Emily Hinchcliff, MD, MPH, of The University of Texas MD Anderson Cancer Center, discusses phase II results of durvalumab (anti–PD-L1) and tremelimumab (anti–CTLA-4) administered in combination vs sequentially for the treatment of recurrent platinum-resistant non–clear cell ovarian cancer (ID #10240).
Alice P. Barr, MD, of the Carolinas Medical Center and Levine Cancer Institute, discusses results from a retrospective study, which showed that progression-free and overall survival appeared to be no different with open surgery and minimally invasive surgery for interval debulking after neoadjuvant chemotherapy in women with advanced epithelial ovarian cancer. Perioperative outcomes also seemed to be superior with minimally invasive surgery (ID #10209).
Anthony B. Costales, MD, of the Baylor College of Medicine, discusses results from the MIID-SOC trial, which explored the question of whether laparoscopic surgery for removal of ovarian, fallopian tube, or primary peritoneal cancer following neoadjuvant chemotherapy is feasible, safe, and provides similar outcomes as open surgery.

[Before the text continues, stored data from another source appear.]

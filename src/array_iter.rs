// Copyright 2018-2026 Theodore Cipicchio
//
// Licensed under the Apache License, Version 2.0 <LICENSE-APACHE or
// http://www.apache.org/licenses/LICENSE-2.0> or the MIT license
// <LICENSE-MIT or http://opensource.org/licenses/MIT>, at your
// option. This file may not be copied, modified, or distributed
// except according to those terms.

//! Consuming iterator for sequenced collections.

use core::fmt;
use core::iter::FusedIterator;
use core::slice;

use super::memory;
use super::SequencedCollection;

/// Consuming iterator for sequenced collections.
///
/// The source collection is emptied up front, so its storage is released
/// normally once the iterator is dropped. Elements that were never yielded
/// are dropped along with the iterator.
///
/// # Examples
///
/// ```
/// use seqarray::dynamic_array;
///
/// let array = dynamic_array![String::from("a"), String::from("b")].unwrap();
/// let mut iter = array.into_iter();
///
/// assert_eq!(iter.len(), 2);
/// assert_eq!(iter.next_back().as_deref(), Some("b"));
/// assert_eq!(iter.next().as_deref(), Some("a"));
/// assert_eq!(iter.next(), None);
/// ```
pub struct IntoIter<C>
where
    C: SequencedCollection,
{
    /// Source collection being consumed, with its count cleared.
    source: C,
    /// Index of the next element to yield from the front.
    index: usize,
    /// One past the index of the next element to yield from the back.
    end: usize,
}

impl<C> IntoIter<C>
where
    C: SequencedCollection,
{
    /// Creates a new iterator consuming all elements in the given
    /// collection.
    pub fn new(mut source: C) -> Self {
        let end = source.count();
        unsafe {
            source.set_count(0);
        }

        IntoIter {
            source,
            index: 0,
            end,
        }
    }

    /// Returns a slice of the elements that have not been yielded yet.
    #[inline]
    pub fn as_slice(&self) -> &[C::Element] {
        unsafe {
            slice::from_raw_parts(
                self.source.as_ptr().add(self.index),
                self.end - self.index,
            )
        }
    }
}

impl<C> Iterator for IntoIter<C>
where
    C: SequencedCollection,
{
    type Item = C::Element;

    fn next(&mut self) -> Option<Self::Item> {
        if self.index < self.end {
            let index = self.index;
            self.index = index + 1;

            Some(unsafe { self.source.as_ptr().add(index).read() })
        } else {
            None
        }
    }

    #[inline]
    fn size_hint(&self) -> (usize, Option<usize>) {
        let remaining = self.end - self.index;
        (remaining, Some(remaining))
    }
}

impl<C> DoubleEndedIterator for IntoIter<C>
where
    C: SequencedCollection,
{
    fn next_back(&mut self) -> Option<Self::Item> {
        if self.index < self.end {
            self.end -= 1;

            Some(unsafe { self.source.as_ptr().add(self.end).read() })
        } else {
            None
        }
    }
}

impl<C> ExactSizeIterator for IntoIter<C> where C: SequencedCollection {}

impl<C> FusedIterator for IntoIter<C> where C: SequencedCollection {}

impl<C> fmt::Debug for IntoIter<C>
where
    C: SequencedCollection,
    C::Element: fmt::Debug,
{
    fn fmt(&self, f: &mut fmt::Formatter) -> fmt::Result {
        f.debug_tuple("IntoIter").field(&self.as_slice()).finish()
    }
}

impl<C> Drop for IntoIter<C>
where
    C: SequencedCollection,
{
    fn drop(&mut self) {
        // Drop all unconsumed elements; the source releases its storage.
        let remaining = self.end - self.index;
        unsafe {
            let start = self.source.as_mut_ptr().add(self.index);
            memory::destruct_range(start, remaining);
        }
    }
}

Shannon N. Westin, MD, of The University of Texas MD Anderson Cancer Center, discusses phase II results from the ENPAC trial, which showed the combination of enzalutamide, paclitaxel, and carboplatin yielded promising clinical outcomes in chemotherapy-naive advanced or recurrent endometrioid cancer (ID # 10244).
Vicky Makker, MD, of Memorial Sloan Kettering Cancer Center, discusses phase III findings showing that lenvatinib plus pembrolizumab may improve overall and progression-free survival, as well as overall response rate, compared with treatment of physician’s choice for advanced endometrial cancer. These results were achieved regardless of mismatch repair status following platinum-based chemotherapy (ID #10191).
Amir A. Jazaeri, MD, of The University of Texas MD Anderson Cancer Center, discusses data on the safety and efficacy of adoptive cell transfer using autologous tumor-infiltrating lymphocytes (LN-145) to treat patients with recurrent, metastatic, or persistent cervical carcinoma whose tumors have progressed on prior systemic therapy (ID # 10224).